Modeling correlation in binary count data with application to fragile site identification

Abstract

Available fragile site identification software packages (FSM and FSM3) assume that all chromosomal breaks occur independently. However, under a Mendelian model of inheritance, homozygosity at fragile loci implies pairwise correlation between homologous sites. We construct correlation models for chromosomal breakage data in situations where either partitioned break count totals (per-site single-break and doublebreak totals) are known or only overall break count totals are known. We derive a likelihood ratio test and Neyman’s C( α) test for correlation between homologs when partitioned break count totals are known and outline a likelihood ratio test for correlation using only break count totals. Our simulation studies indicate that the C( α) test using partitioned break count totals outperforms the other two tests for correlation in terms of both power and level.

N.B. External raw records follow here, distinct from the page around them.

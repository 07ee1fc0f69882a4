//! Catalog aggregation across backend servers.

use futures::future::join_all;
use std::sync::Arc;

use trestle_openapi_tools::config::ExtractOptions;
use trestle_openapi_tools::document::OpenApiDocument;
use trestle_openapi_tools::extract::{ToolDescriptor, extract_tools};

use crate::contracts::{ServerDirectory, SpecFetcher};
use crate::error::{BridgeError, Result};

/// Aggregates tool descriptors from every discovered server.
///
/// Fetches run concurrently, but results are concatenated in discovery
/// order, so the catalog is deterministic regardless of fetch timing.
pub struct ToolCatalog {
    directory: Arc<dyn ServerDirectory>,
    fetcher: Arc<dyn SpecFetcher>,
    options: ExtractOptions,
}

impl ToolCatalog {
    #[must_use]
    pub fn new(
        directory: Arc<dyn ServerDirectory>,
        fetcher: Arc<dyn SpecFetcher>,
        options: ExtractOptions,
    ) -> Self {
        Self {
            directory,
            fetcher,
            options,
        }
    }

    /// Collect the flat, ordered tool catalog.
    ///
    /// A failing server contributes nothing and is reported with a warning;
    /// only discovery failure aborts the call.
    ///
    /// # Errors
    ///
    /// Returns an error if the server directory cannot be listed.
    pub async fn all_tools(&self) -> Result<Vec<ToolDescriptor>> {
        let servers = self.directory.servers().await?;

        let fetches = servers.iter().map(|server| self.server_tools(server));
        let results = join_all(fetches).await;

        let mut catalog = Vec::new();
        for (server, result) in servers.iter().zip(results) {
            match result {
                Ok(tools) => {
                    tracing::debug!(server = %server, count = tools.len(), "server contributed tools");
                    catalog.extend(tools);
                }
                Err(e) => {
                    tracing::warn!(server = %server, error = %e, "skipping server");
                }
            }
        }

        Ok(catalog)
    }

    /// Fetch, parse, and extract one server's tools.
    ///
    /// # Errors
    ///
    /// Returns an error on transport failure, a malformed document, or (under
    /// the `fail` policy) a per-operation extraction error.
    pub async fn server_tools(&self, server: &str) -> Result<Vec<ToolDescriptor>> {
        let text = self.fetcher.fetch_spec(server).await?;

        let document =
            OpenApiDocument::parse(&text).map_err(|e| BridgeError::MalformedDocument {
                server: server.to_string(),
                message: e.to_string(),
            })?;

        Ok(extract_tools(server, &document, &self.options)?)
    }
}

#[cfg(test)]
mod tests {
    use super::*;
    use async_trait::async_trait;
    use std::collections::HashMap;
    use trestle_openapi_tools::config::InvalidOperationPolicy;

    struct FixedDirectory(Vec<String>);

    #[async_trait]
    impl ServerDirectory for FixedDirectory {
        async fn servers(&self) -> Result<Vec<String>> {
            Ok(self.0.clone())
        }
    }

    struct FailingDirectory;

    #[async_trait]
    impl ServerDirectory for FailingDirectory {
        async fn servers(&self) -> Result<Vec<String>> {
            Err(BridgeError::Discovery("registry unreachable".into()))
        }
    }

    struct MapFetcher(HashMap<String, String>);

    #[async_trait]
    impl SpecFetcher for MapFetcher {
        async fn fetch_spec(&self, server: &str) -> Result<String> {
            self.0
                .get(server)
                .cloned()
                .ok_or_else(|| BridgeError::TransportFailure {
                    server: server.to_string(),
                    message: "registry returned 404 Not Found".into(),
                })
        }
    }

    fn single_tool_spec(op_id: &str) -> String {
        format!(
            r#"{{
            "paths": {{
                "/{op_id}": {{
                    "post": {{
                        "operationId": "{op_id}",
                        "summary": "{op_id} op",
                        "requestBody": {{"content": {{"application/json": {{"schema": {{"type": "object"}}}}}}}}
                    }}
                }}
            }}
        }}"#
        )
    }

    fn catalog(
        servers: Vec<&str>,
        specs: HashMap<String, String>,
        options: ExtractOptions,
    ) -> ToolCatalog {
        ToolCatalog::new(
            Arc::new(FixedDirectory(
                servers.into_iter().map(String::from).collect(),
            )),
            Arc::new(MapFetcher(specs)),
            options,
        )
    }

    #[tokio::test]
    async fn test_concatenation_follows_discovery_order() {
        let specs = HashMap::from([
            ("alpha".to_string(), single_tool_spec("alpha_tool")),
            ("beta".to_string(), single_tool_spec("beta_tool")),
        ]);

        // Whatever order fetches complete in, "beta" comes first because
        // discovery says so.
        let catalog = catalog(vec!["beta", "alpha"], specs, ExtractOptions::default());
        let tools = catalog.all_tools().await.unwrap();
        let names: Vec<&str> = tools.iter().map(|t| t.name.as_str()).collect();
        assert_eq!(names, vec!["beta_tool", "alpha_tool"]);
    }

    #[tokio::test]
    async fn test_failing_server_degrades_without_aborting() {
        let specs = HashMap::from([
            ("alpha".to_string(), single_tool_spec("alpha_tool")),
            ("broken".to_string(), "{not json".to_string()),
            ("gamma".to_string(), single_tool_spec("gamma_tool")),
        ]);

        let catalog = catalog(
            vec!["alpha", "missing", "broken", "gamma"],
            specs,
            ExtractOptions::default(),
        );
        let tools = catalog.all_tools().await.unwrap();
        let names: Vec<&str> = tools.iter().map(|t| t.name.as_str()).collect();
        assert_eq!(names, vec!["alpha_tool", "gamma_tool"]);
    }

    #[tokio::test]
    async fn test_discovery_failure_propagates() {
        let catalog = ToolCatalog::new(
            Arc::new(FailingDirectory),
            Arc::new(MapFetcher(HashMap::new())),
            ExtractOptions::default(),
        );

        let err = catalog.all_tools().await.unwrap_err();
        assert!(matches!(err, BridgeError::Discovery(_)));
    }

    #[tokio::test]
    async fn test_fail_policy_degrades_only_the_offending_server() {
        let bad_spec = r#"{
            "paths": {
                "/anonymous": {"post": {"summary": "no id", "requestBody": {"content": {"application/json": {"schema": {"type": "object"}}}}}}
            }
        }"#;
        let specs = HashMap::from([
            ("bad".to_string(), bad_spec.to_string()),
            ("good".to_string(), single_tool_spec("good_tool")),
        ]);

        let options = ExtractOptions {
            invalid_operations: InvalidOperationPolicy::Fail,
            ..Default::default()
        };
        let catalog = catalog(vec!["bad", "good"], specs, options);
        let tools = catalog.all_tools().await.unwrap();
        let names: Vec<&str> = tools.iter().map(|t| t.name.as_str()).collect();
        assert_eq!(names, vec!["good_tool"]);
    }

    #[tokio::test]
    async fn test_server_tools_reports_malformed_document() {
        let specs = HashMap::from([("memory".to_string(), "[1, 2, 3]".to_string())]);
        let catalog = catalog(vec!["memory"], specs, ExtractOptions::default());

        let err = catalog.server_tools("memory").await.unwrap_err();
        assert!(matches!(
            err,
            BridgeError::MalformedDocument { server, .. } if server == "memory"
        ));
    }
}
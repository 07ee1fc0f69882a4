//! Serde model of the `OpenAPI` surface consumed by tool extraction.
//!
//! Only the fields extraction reads are modeled; anything else in a document
//! is ignored. Request schemas stay raw `serde_json::Value` so that `$ref`
//! resolution can deep-copy target definitions without re-shaping them.
//! `paths` is an `IndexMap` because the document's own path order fixes the
//! order descriptors are emitted in.

use indexmap::IndexMap;
use serde::Deserialize;
use serde_json::{Map, Value};
use std::collections::HashMap;

use crate::error::{ExtractError, Result};

/// A parsed `OpenAPI` document.
#[derive(Debug, Clone, Deserialize)]
pub struct OpenApiDocument {
    /// Path -> path item, in document order.
    pub paths: IndexMap<String, PathItem>,

    /// Reusable component schemas, the namespace local `$ref`s point into.
    #[serde(default)]
    pub components: Components,
}

/// Operations of a single path. Only POST is a tool-extraction candidate.
#[derive(Debug, Clone, Default, Deserialize)]
pub struct PathItem {
    #[serde(default)]
    pub post: Option<Operation>,
}

/// A single `OpenAPI` operation.
#[derive(Debug, Clone, Default, Deserialize)]
#[serde(rename_all = "camelCase")]
pub struct Operation {
    #[serde(default)]
    pub operation_id: Option<String>,

    #[serde(default)]
    pub summary: Option<String>,

    #[serde(default)]
    pub description: Option<String>,

    #[serde(default)]
    pub request_body: Option<RequestBody>,
}

/// Request body of an operation, keyed by media type.
#[derive(Debug, Clone, Default, Deserialize)]
pub struct RequestBody {
    #[serde(default)]
    pub content: HashMap<String, MediaType>,
}

/// One media type entry of a request body.
#[derive(Debug, Clone, Default, Deserialize)]
pub struct MediaType {
    #[serde(default)]
    pub schema: Option<Value>,
}

/// The `components` section; only `schemas` is consumed.
#[derive(Debug, Clone, Default, Deserialize)]
pub struct Components {
    #[serde(default)]
    pub schemas: Map<String, Value>,
}

impl OpenApiDocument {
    /// Parse a document from JSON or YAML text.
    ///
    /// JSON is tried first, then YAML (JSON being a YAML subset, the fallback
    /// also covers documents that are valid under both).
    ///
    /// # Errors
    ///
    /// Returns [`ExtractError::InvalidDocument`] if the text is neither, or
    /// if the document lacks a `paths` mapping.
    pub fn parse(text: &str) -> Result<Self> {
        serde_json::from_str(text)
            .or_else(|_| serde_yaml::from_str(text))
            .map_err(|e: serde_yaml::Error| ExtractError::InvalidDocument(e.to_string()))
    }

    /// Parse a document from an already-deserialized JSON value.
    ///
    /// Note that `serde_json::Value` objects do not preserve key order, so a
    /// document built this way loses its original path order; parse from text
    /// with [`OpenApiDocument::parse`] where that order matters.
    ///
    /// # Errors
    ///
    /// Returns [`ExtractError::InvalidDocument`] if the value lacks a `paths`
    /// mapping or has the wrong shape.
    pub fn from_value(value: Value) -> Result<Self> {
        serde_json::from_value(value).map_err(|e| ExtractError::InvalidDocument(e.to_string()))
    }
}
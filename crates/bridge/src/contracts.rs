//! Collaborator seams for the aggregator.
//!
//! Discovery and transport are injected as trait objects so tests can swap
//! in doubles without touching the network.

use async_trait::async_trait;

use crate::error::Result;

/// Yields the ordered list of backend server identifiers to query.
///
/// The order returned here fixes the order servers contribute to the
/// aggregated catalog.
#[async_trait]
pub trait ServerDirectory: Send + Sync {
    /// List server identifiers.
    ///
    /// # Errors
    ///
    /// A discovery failure propagates to the aggregate call; there is no
    /// partial catalog without a server list.
    async fn servers(&self) -> Result<Vec<String>>;
}

/// Retrieves one server's `OpenAPI` document.
#[async_trait]
pub trait SpecFetcher: Send + Sync {
    /// Fetch the document for `server`, returned as raw text.
    ///
    /// Text rather than a parsed value: `serde_json::Value` does not keep
    /// object key order, and the document's `paths` order is what fixes the
    /// catalog's descriptor order.
    ///
    /// # Errors
    ///
    /// Returns [`crate::error::BridgeError::TransportFailure`] if the server
    /// cannot be reached or answers with a non-success status.
    async fn fetch_spec(&self, server: &str) -> Result<String>;
}
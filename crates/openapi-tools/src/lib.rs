//! `OpenAPI` -> tool descriptor extraction.
//!
//! This crate is intended to be used by:
//! - `trestle-bridge` (catalog aggregation + CLI)
//!
//! It intentionally contains **no** I/O: documents come in already parsed,
//! descriptors come out as plain serde values. Fetching and discovery live in
//! the bridge.

pub mod config;
pub mod document;
pub mod error;
pub mod extract;
pub mod resolver;
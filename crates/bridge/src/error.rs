//! Error types for the bridge.

use thiserror::Error;
use trestle_openapi_tools::error::ExtractError;

/// Main error type for bridge operations.
#[derive(Error, Debug)]
pub enum BridgeError {
    /// Server discovery failed; nothing can be aggregated.
    #[error("Discovery error: {0}")]
    Discovery(String),

    /// Fetching one server's document failed (connect, timeout, non-2xx).
    #[error("Transport failure for '{server}': {message}")]
    TransportFailure { server: String, message: String },

    /// One server returned a body that is not a usable `OpenAPI` document.
    #[error("Malformed document from '{server}': {message}")]
    MalformedDocument { server: String, message: String },

    /// Reading the configuration file failed.
    #[error("Failed to read config '{path}': {source}")]
    ConfigRead {
        path: String,
        #[source]
        source: std::io::Error,
    },

    /// Parsing the configuration file failed.
    #[error("Failed to parse config '{path}': {source}")]
    ConfigParse {
        path: String,
        #[source]
        source: serde_yaml::Error,
    },

    /// IO errors
    #[error("IO error: {0}")]
    Io(#[from] std::io::Error),

    /// JSON serialization errors
    #[error("JSON error: {0}")]
    Json(#[from] serde_json::Error),

    /// YAML parsing errors
    #[error("YAML error: {0}")]
    Yaml(#[from] serde_yaml::Error),

    /// Extraction errors surfaced under the `fail` policy.
    #[error("Extraction error: {0}")]
    Extract(#[from] ExtractError),
}

/// Result type alias for bridge operations.
pub type Result<T> = std::result::Result<T, BridgeError>;
//! Shared test helpers for the trestle workspace.
//!
//! Provides the "memory" server fixture document and an in-process HTTP
//! server that serves `OpenAPI` documents at `/{server}/openapi.json`, the
//! registry layout the bridge transport fetches from.

use anyhow::Context as _;
use axum::Router;
use axum::extract::{Path, State};
use axum::http::StatusCode;
use axum::response::{IntoResponse, Response};
use axum::routing::get;
use serde_json::Value;
use std::collections::HashMap;
use std::net::SocketAddr;
use std::sync::Arc;
use tokio::net::TcpListener;
use tokio::sync::oneshot;
use tokio::task::JoinHandle;

/// The "memory" knowledge-graph server fixture document, as raw JSON text.
#[must_use]
pub fn memory_fixture_text() -> &'static str {
    include_str!("../fixtures/memory_openapi.json")
}

/// The "memory" fixture document, parsed.
///
/// # Panics
///
/// Panics if the bundled fixture is not valid JSON (a build defect, not a
/// runtime condition).
#[must_use]
pub fn memory_fixture() -> Value {
    serde_json::from_str(memory_fixture_text()).expect("memory fixture is valid JSON")
}

/// In-process registry serving `OpenAPI` documents per server name.
///
/// Unknown servers get a 404; a server mapped to a non-JSON body is served
/// verbatim, which lets tests exercise malformed-document handling.
pub struct SpecServer {
    addr: SocketAddr,
    shutdown: Option<oneshot::Sender<()>>,
    handle: Option<JoinHandle<std::io::Result<()>>>,
}

#[derive(Clone)]
struct SpecMap(Arc<HashMap<String, String>>);

impl SpecServer {
    /// Bind an ephemeral localhost port and serve `documents` (server name ->
    /// response body for `GET /{server}/openapi.json`).
    ///
    /// # Errors
    ///
    /// Returns an error if binding the listener fails.
    pub async fn start(documents: HashMap<String, String>) -> anyhow::Result<Self> {
        let app = Router::new()
            .route("/{server}/openapi.json", get(serve_spec))
            .with_state(SpecMap(Arc::new(documents)));

        let listener = TcpListener::bind("127.0.0.1:0")
            .await
            .context("bind ephemeral port")?;
        let addr = listener.local_addr().context("read local addr")?;

        let (shutdown_tx, shutdown_rx) = oneshot::channel::<()>();
        let server = axum::serve(listener, app).with_graceful_shutdown(async move {
            let _ = shutdown_rx.await;
        });
        let handle = tokio::spawn(async move { server.await });

        Ok(Self {
            addr,
            shutdown: Some(shutdown_tx),
            handle: Some(handle),
        })
    }

    /// Base URL for the running server, e.g. `http://127.0.0.1:49152`.
    #[must_use]
    pub fn base_url(&self) -> String {
        format!("http://{}", self.addr)
    }

    /// Shut the server down and wait for it to exit.
    ///
    /// # Errors
    ///
    /// Returns an error if the server task panicked or the listener failed.
    pub async fn shutdown(mut self) -> anyhow::Result<()> {
        if let Some(tx) = self.shutdown.take() {
            let _ = tx.send(());
        }
        if let Some(handle) = self.handle.take() {
            handle.await.context("join spec server task")??;
        }
        Ok(())
    }
}

impl Drop for SpecServer {
    fn drop(&mut self) {
        if let Some(tx) = self.shutdown.take() {
            let _ = tx.send(());
        }
    }
}

async fn serve_spec(State(specs): State<SpecMap>, Path(server): Path<String>) -> Response {
    match specs.0.get(&server) {
        Some(body) => (
            StatusCode::OK,
            [("content-type", "application/json")],
            body.clone(),
        )
            .into_response(),
        None => (StatusCode::NOT_FOUND, "unknown server").into_response(),
    }
}
//! Bridge from backend `OpenAPI` registries to a flat tool catalog.
//!
//! The pure extraction lives in `trestle-openapi-tools`; this crate owns the
//! I/O around it: server discovery, document fetching, per-server degradation,
//! and the deterministic concatenation of results.

pub mod aggregator;
pub mod config;
pub mod contracts;
pub mod discovery;
pub mod error;
pub mod transport;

These studies further suggest that the power for detecting correlation is low when only break count totals are reported. Results of the C( α) test for correlation applied to chromosomal breakage data from 14 human subjects indicate that detection of correlation between homologous fragile sites is problematic due to sparseness of breakage data. Simulation studies of the FSM and FSM3 algorithms using parameter values typical for fragile site data demonstrate that neither algorithm is significantly affected by fragile site correlation. Comparison of simulated fragile site misclassification rates in the presence of zero-breakage data supports previous studies (Olmsted 1999) that suggested FSM has lower false-negative rates and FSM3 has lower false-positive rates.